_Material to process_.
↓

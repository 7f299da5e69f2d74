//! Main SandhiConfig and conversion methods.

use std::path::Path;

use serde::{Deserialize, Serialize};

use crate::engine::{BatchConfig, PipelineMode};

use super::error::ConfigLoadError;
use super::input::InputSection;
use super::model::{ModelSection, SchedulerSection};
use super::preprocess::{PreprocessSection, SegmenterSection};
use super::registration::RegistrationSection;
use super::transforms::TransformsSection;

/// Default config file looked up in the working directory.
pub const DEFAULT_CONFIG_FILE: &str = "sandhi.toml";

/// Full sandhi configuration loaded from TOML
#[derive(Clone, Debug, Serialize, Deserialize, Default)]
pub struct SandhiConfig {
    /// Frame discovery and output
    #[serde(default)]
    pub input: InputSection,

    /// Pose-prior file layout
    #[serde(default)]
    pub transforms: TransformsSection,

    /// Per-frame preprocessing
    #[serde(default)]
    pub preprocess: PreprocessSection,

    /// Wall segmentation
    #[serde(default)]
    pub segmenter: SegmenterSection,

    /// Coarse+fine registration (stitch mode)
    #[serde(default)]
    pub registration: RegistrationSection,

    /// Merged model and mode
    #[serde(default)]
    pub model: ModelSection,

    /// Worker pool
    #[serde(default)]
    pub scheduler: SchedulerSection,
}

impl SandhiConfig {
    /// Load configuration from a TOML file
    pub fn load(path: &Path) -> Result<Self, ConfigLoadError> {
        let contents = std::fs::read_to_string(path)
            .map_err(|e| ConfigLoadError::Io(format!("{}: {}", path.display(), e)))?;
        let config = Self::from_toml(&contents)?;
        log::info!("Loaded config from {}", path.display());
        Ok(config)
    }

    /// Load `sandhi.toml` from the working directory, else defaults
    pub fn load_default() -> Result<Self, ConfigLoadError> {
        let path = Path::new(DEFAULT_CONFIG_FILE);
        if path.exists() {
            Self::load(path)
        } else {
            Ok(Self::default())
        }
    }

    /// `--config` path if given, else [`load_default`](Self::load_default)
    pub fn resolve(path: Option<&Path>) -> Result<Self, ConfigLoadError> {
        match path {
            Some(path) => Self::load(path),
            None => Self::load_default(),
        }
    }

    /// Parse and validate a TOML string
    pub fn from_toml(toml: &str) -> Result<Self, ConfigLoadError> {
        let config: Self =
            basic_toml::from_str(toml).map_err(|e| ConfigLoadError::Parse(e.to_string()))?;
        config.validate()?;
        Ok(config)
    }

    /// Reject values the pipeline cannot run with
    pub fn validate(&self) -> Result<(), ConfigLoadError> {
        let invalid = |msg: String| Err(ConfigLoadError::Invalid(msg));

        if self.scheduler.workers == 0 {
            return invalid("scheduler.workers must be at least 1".into());
        }
        if self.scheduler.queue_capacity == Some(0) {
            return invalid("scheduler.queue_capacity must be at least 1".into());
        }
        if let Some(secs) = self.scheduler.frame_timeout_secs
            && !(secs.is_finite() && secs > 0.0)
        {
            return invalid(format!("scheduler.frame_timeout_secs must be positive, got {}", secs));
        }
        for (name, leaf) in [
            ("model.merge_leaf_size", self.model.merge_leaf_size),
            ("model.final_leaf_size", self.model.final_leaf_size),
            ("preprocess.post_leaf_size", self.preprocess.post_leaf_size),
        ] {
            if !(leaf.is_finite() && leaf > 0.0) {
                return invalid(format!("{} must be positive, got {}", name, leaf));
            }
        }
        if self.preprocess.range_min > self.preprocess.range_max {
            return invalid(format!(
                "preprocess.range_min ({}) exceeds range_max ({})",
                self.preprocess.range_min, self.preprocess.range_max
            ));
        }
        let b = &self.segmenter.lateral_bounds;
        if !(b[0] <= b[1] && b[1] <= b[2] && b[3] <= b[4] && b[4] <= b[5]) {
            return invalid(format!("segmenter.lateral_bounds not ordered: {:?}", b));
        }
        if self.segmenter.band_width <= 0.0 {
            return invalid("segmenter.band_width must be positive".into());
        }
        if self.transforms.rows_per_frame == Some(0) {
            return invalid("transforms.rows_per_frame must be at least 1".into());
        }
        if !(0.0..1.0).contains(&self.registration.outlier_ratio) {
            return invalid("registration.outlier_ratio must be in [0, 1)".into());
        }
        Ok(())
    }

    /// Build the batch pipeline configuration
    pub fn to_batch_config(&self) -> BatchConfig {
        let mode = self.model.mode;
        BatchConfig {
            mode,
            discovery: self.input.to_discovery_config(),
            transforms: self.transforms.to_transform_config(),
            preprocess: self.preprocess.to_preprocessor_config(&self.segmenter, mode),
            registration: self.registration.to_registration_config(),
            model: self.model.to_model_config(),
            scheduler: self.scheduler.to_scheduler_config(),
            output_encoding: self.input.encoding(),
        }
    }

    /// Apply command-line overrides
    pub fn with_overrides(mut self, mode: Option<PipelineMode>, workers: Option<usize>) -> Self {
        if let Some(mode) = mode {
            self.model.mode = mode;
        }
        if let Some(workers) = workers {
            self.scheduler.workers = workers.max(1);
        }
        self
    }
}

↑

_What is being asked_. Reproduce, with no other lines, the run of lines that begins with the one containing "pub fn with_overrides(mut" and ends with the last line of the material.

_Response area_.
    pub fn with_overrides(mut self, mode: Option<PipelineMode>, workers: Option<usize>) -> Self {
        if let Some(mode) = mode {
            self.model.mode = mode;
        }
        if let Some(workers) = workers {
            self.scheduler.workers = workers.max(1);
        }
        self
    }
}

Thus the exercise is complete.